Coole Rockeroutfits von H&M

Auch erste erkennbare Variationen des einen Endlossolos, das sich Slash einst einmal unter Zylinderhut, Sichtschutzbrille und Tarnfrisur ausgedacht hat, waren zu hören. Erstaunlich. Und wie zeitraubend. So etwas wird heutzutage gar nicht mehr gebaut. Axl Rose hatte sich diese Instrumentaleinlagen während der Konzerte der nach mehr als zwei Jahrzehnten Streit, Zank und Zwist rein aus künstlerischen Gründen wiedervereinigten Guns N' Roses von seinem Anwälteteam gegenüber den Interessenvertretern von Slash zusichern lassen.

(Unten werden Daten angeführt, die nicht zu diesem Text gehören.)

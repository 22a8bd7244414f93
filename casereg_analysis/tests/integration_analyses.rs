//! Integration tests for the registry analyses working together.
//!
//! These tests verify:
//! - Filtering followed by deadline highlighting
//! - Measure-term deadline boundaries and the cutoff date
//! - Duplicate flags across soft delete and restore

use chrono::NaiveDate;

use casereg_analysis::{
    DeadlineConfig, DeadlineTracker, DuplicateDetector, FilterCondition, FilterEngine, Highlights,
    MeasureStatus,
};
use casereg_core::{Flag, RecordId, Registry, Value};

const MEASURE: &str = "measure";
const NAME: &str = "name";

fn date(y: i32, m: u32, d: u32) -> NaiveDate {
    NaiveDate::from_ymd_opt(y, m, d).unwrap_or_default()
}

fn today() -> NaiveDate {
    date(2025, 3, 15)
}

fn config() -> DeadlineConfig {
    DeadlineConfig {
        measure_field: MEASURE.to_string(),
        cutoff_date: date(2025, 1, 1),
        ..DeadlineConfig::default()
    }
}

fn measure_registry(measures: &[&str]) -> (Registry, Vec<RecordId>) {
    let mut registry = Registry::new([NAME, MEASURE]);
    let ids = measures
        .iter()
        .map(|m| registry.append([(MEASURE, Value::from(*m))]))
        .collect();
    (registry, ids)
}

/// Filter to open cases, then highlight: one of the two survivors is
/// expiring soon, the closed case is ignored even though it expires too.
#[test]
fn test_filter_then_highlight() {
    let mut registry = Registry::new([NAME, "status", MEASURE]);
    let rows = [
        ("Петренко Іван", "open", "тримання під вартою з 25.09.2024"),
        ("Коваль Олег", "closed", "домашній арешт з 25.09.2024"),
        ("Шевченко Тарас", "reopened", "особисте зобов'язання з 01.12.2024"),
    ];
    for (name, status, measure) in rows {
        registry.append([(NAME, name), ("status", status), (MEASURE, measure)]);
    }

    let view = FilterEngine::apply(&registry, &[FilterCondition::contains("status", "open")]);
    assert_eq!(view.len(), 2);

    let highlights = Highlights::compute(&registry, &config(), NAME, today());
    assert_eq!(highlights.deadlines().expiring_soon.len(), 2);

    let flagged = highlights.flagged_in(&view);
    assert_eq!(flagged.len(), 1);
    let flagged_name = registry.get(flagged[0]).map(|r| r.value(NAME).render());
    assert_eq!(flagged_name.as_deref(), Some("Петренко Іван"));
}

/// Six months minus ten days before today is the last day of the warning
/// window; six months plus one day is already expired.
#[test]
fn test_measure_deadline_boundaries() {
    let (registry, ids) = measure_registry(&[
        "з 25.09.2024",
        "з 14.09.2024",
        "з 15.09.2024",
        "з 26.09.2024",
        "з 01.05.2024",
        "без дати",
    ]);
    let sets = DeadlineTracker::recompute_at(&registry, &config(), today());

    assert!(sets.expiring_soon.contains(&ids[0]));
    assert!(sets.expired.contains(&ids[1]));
    assert!(sets.expiring_soon.contains(&ids[2]));
    for id in &ids[3..] {
        assert!(!sets.expired.contains(id) && !sets.expiring_soon.contains(id));
    }
}

/// A measure that ran out before the cutoff is legacy, however long ago.
#[test]
fn test_cutoff_excludes_legacy_measures() {
    let (registry, ids) = measure_registry(&["з 01.05.2024", "з 30.06.2024"]);
    let config = config();
    let statuses: Vec<_> = ids
        .iter()
        .filter_map(|id| registry.get(*id))
        .filter_map(|r| DeadlineTracker::measure_deadline(r, &config, today()))
        .map(|d| d.status)
        .collect();
    assert_eq!(statuses, vec![MeasureStatus::Legacy, MeasureStatus::Legacy]);

    let sets = DeadlineTracker::recompute_at(&registry, &config, today());
    assert!(sets.expired.is_empty());
}

/// The measure rule reads every record, deleted ones included.
#[test]
fn test_deadlines_cover_deleted_records() {
    let (mut registry, ids) = measure_registry(&["з 14.09.2024"]);
    let _ = registry.set_flag(ids[0], Flag::Deleted, true);
    let sets = DeadlineTracker::recompute_at(&registry, &config(), today());
    assert!(sets.expired.contains(&ids[0]));
}

/// Soft-deleting one of a pair clears both flags; restoring brings them back.
#[test]
fn test_duplicates_follow_soft_delete() {
    let mut registry = Registry::new([NAME]);
    let first = registry.append([(NAME, "Коваль Олег, 01.01.1980")]);
    let second = registry.append([(NAME, "Коваль Олег , 02.02.1982")]);
    let other = registry.append([(NAME, "Бондар Марія")]);

    let flagged = DuplicateDetector::recompute(&registry, NAME);
    assert!(flagged.contains(&first) && flagged.contains(&second));
    assert!(!flagged.contains(&other));

    let _ = registry.set_flag(second, Flag::Deleted, true);
    assert!(DuplicateDetector::recompute(&registry, NAME).is_empty());

    let _ = registry.set_flag(second, Flag::Deleted, false);
    assert_eq!(DuplicateDetector::recompute(&registry, NAME).len(), 2);
}

/// Editing a name is reported, and the next recompute sees the new value.
#[test]
fn test_edit_then_recompute() {
    let mut registry = Registry::new([NAME]);
    let first = registry.append([(NAME, "Коваль Олег")]);
    registry.append([(NAME, "Бондар Марія")]);
    assert!(DuplicateDetector::recompute(&registry, NAME).is_empty());

    let event = registry.set_field(first, NAME, "Бондар Марія");
    assert!(event.is_ok_and(|e| e.affects(NAME)));
    assert_eq!(DuplicateDetector::recompute(&registry, NAME).len(), 2);
}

Er muss sich während des Konzerts mehrmals umziehen, um etliche total coole Rockeroutfits vorzuführen. Die kann man heute bei H&M kaufen. Sie kommen in der Diätmargarinewerbung oder bei coolen Wahlwerbeclips der heimischen Parteien zum Einsatz – wenn es darum geht, den Kontakt mit den coolen jungen Leuten zu demonstrieren. In der Fabrik zerrissene Jeans. T-Shirts mit gefährlichen Tieren oder dem Harley-Davidson drauf. Hilfe. Slash gniedelt ein wenig Voodoo Child von Jimi Hendrix, Chuck Berrys Johnny B. Goode steht unter dem schiefen Licht des von jedem Soul befreiten Hardrock.

Und dann müssen auch noch Wish You Were Here von Pink Floyd und die Titelmelodie von The Godfather dran glauben. Sweet Child O' Mine leidet nach sommerlichen Regengüssen im Stadion den November Rain ein, die große, durchgeknallte, pathetisch überladene und überkandidelte Ballade aus der schönen Jugendzeit der vielen Leute, die heute gekommen sind, um sich an den Übergang von Petting zu, nun ja, richtigem Sex zu erinnern. Mei, war das schön damals.

Diskonterbettwäsche

Bei einem bekannten heimischen Diskonter gibt es übrigens gerade Guns-N'-Roses-Bettwäsche für 19,99 Euro zu kaufen. So gesehen freuen wir uns doch alle an diesem sich über die Stunden zunehmend verbessernden Konzert der Guns N' Roses in Wien und sehen ein letztes Mal gnädig darüber hinweg, dass Bob Dylans Coverversion des alten Roses-Hits Knocking On Heaven's Door etwas kerniger ausgefallen ist als das den Gehörgang zerschneidende Original.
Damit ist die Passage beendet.